(WORK REQUEST)
Every line holding "TargetKind" should be copied from the records below.

(EXCERPTED DATA)

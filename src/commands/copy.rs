//! Main copy command

use crate::copier::{CopyEvent, CopyStats, TreeCopier};
use crate::resolver::{platform_resolver, AliasResolver};
use crate::types::{DealiasError, TargetKind};
use crate::ui::Reporter;
use crate::Config;
use std::collections::BTreeMap;
use std::path::PathBuf;

/// Run the copy with the platform's alias resolver
pub fn run(config: Config) -> Result<CopyStats, DealiasError> {
    let resolver = platform_resolver();
    run_with_resolver(&config, resolver.as_ref())
}

/// Run the copy with a caller-supplied resolver
///
/// Setup checks run first and fail before anything is written. Per-entry
/// failures are warned about as they happen, summarized at the end, and
/// turned into [`DealiasError::Incomplete`]; whatever was copied stays.
pub fn run_with_resolver(
    config: &Config,
    resolver: &dyn AliasResolver,
) -> Result<CopyStats, DealiasError> {
    config.validate()?;

    let reporter = Reporter::new(config.verbose);
    let on_event = |event: &CopyEvent<'_>| report_event(&reporter, config.verbose, event);

    let result = TreeCopier::new(resolver)
        .on_event(&on_event)
        .copy_tree(&config.source, &config.destination);

    let report = match result {
        Ok(report) => report,
        Err(e) => {
            reporter.abandon();
            return Err(e);
        }
    };

    reporter.finish(&report.stats);
    if !report.is_complete() {
        reporter.report_errors(&format_error_summary(&report.failures));
        return Err(DealiasError::Incomplete {
            failed: report.failures.len(),
        });
    }

    Ok(report.stats)
}

fn report_event(reporter: &Reporter, verbose: bool, event: &CopyEvent<'_>) {
    if let Some(message) = warning_for(event) {
        reporter.warn(&message);
    }
    if let CopyEvent::DirectoryCreated { dest, .. } | CopyEvent::FileCopied { dest, .. } = event {
        reporter.set_current(dest);
    }

    if verbose {
        if let Some(line) = describe_event(event) {
            reporter.info(&line);
        }
    }
}

/// Stderr warning for an event, without the `warning:` prefix
fn warning_for(event: &CopyEvent<'_>) -> Option<String> {
    match event {
        CopyEvent::AliasUnresolved { alias } => {
            Some(format!("failed to resolve alias: {}", alias.display()))
        }
        CopyEvent::NameCollision { src, dest } => Some(format!(
            "{} was already written in this run and is replaced by {}",
            dest.display(),
            src.display()
        )),
        CopyEvent::EntryFailed { path, error } => {
            Some(format!("could not copy {}: {}", path.display(), error))
        }
        CopyEvent::AliasResolved { .. }
        | CopyEvent::DirectoryCreated { .. }
        | CopyEvent::FileCopied { .. } => None,
    }
}

/// Verbose stdout line for an event, if it has one
fn describe_event(event: &CopyEvent<'_>) -> Option<String> {
    match event {
        CopyEvent::AliasResolved { alias, target } => {
            let kind = match target.kind {
                TargetKind::File => "file",
                TargetKind::Directory => "folder",
            };
            Some(format!(
                "alias: {} -> {} ({kind})",
                alias.display(),
                target.path.display()
            ))
        }
        CopyEvent::DirectoryCreated { src, dest } => Some(format!(
            "mkdir: {} -> {}",
            src.display(),
            dest.display()
        )),
        CopyEvent::FileCopied {
            action, src, dest, ..
        } => Some(format!(
            "copy [{action}]: {} -> {}",
            src.display(),
            dest.display()
        )),
        CopyEvent::AliasUnresolved { .. }
        | CopyEvent::NameCollision { .. }
        | CopyEvent::EntryFailed { .. } => None,
    }
}

fn format_error_summary(failures: &[(PathBuf, DealiasError)]) -> String {
    let mut groups: BTreeMap<&'static str, Vec<&(PathBuf, DealiasError)>> = BTreeMap::new();
    for failure in failures {
        groups.entry(failure.1.kind_label()).or_default().push(failure);
    }

    let mut lines = Vec::new();
    lines.push("Error summary:".to_string());
    for (kind, items) in groups {
        lines.push(format!("  {} ({}):", kind, items.len()));
        for (path, error) in items.iter().take(3) {
            lines.push(format!("    - {}", error));
            lines.push(format!("      Path: {}", path.display()));
        }
        if items.len() > 3 {
            lines.push(format!("    - ... {} more", items.len() - 3));
        }
    }
    lines.join("\n")
}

(THE ANSWER)
use crate::types::{DealiasError, TargetKind};
                TargetKind::File => "file",
                TargetKind::Directory => "folder",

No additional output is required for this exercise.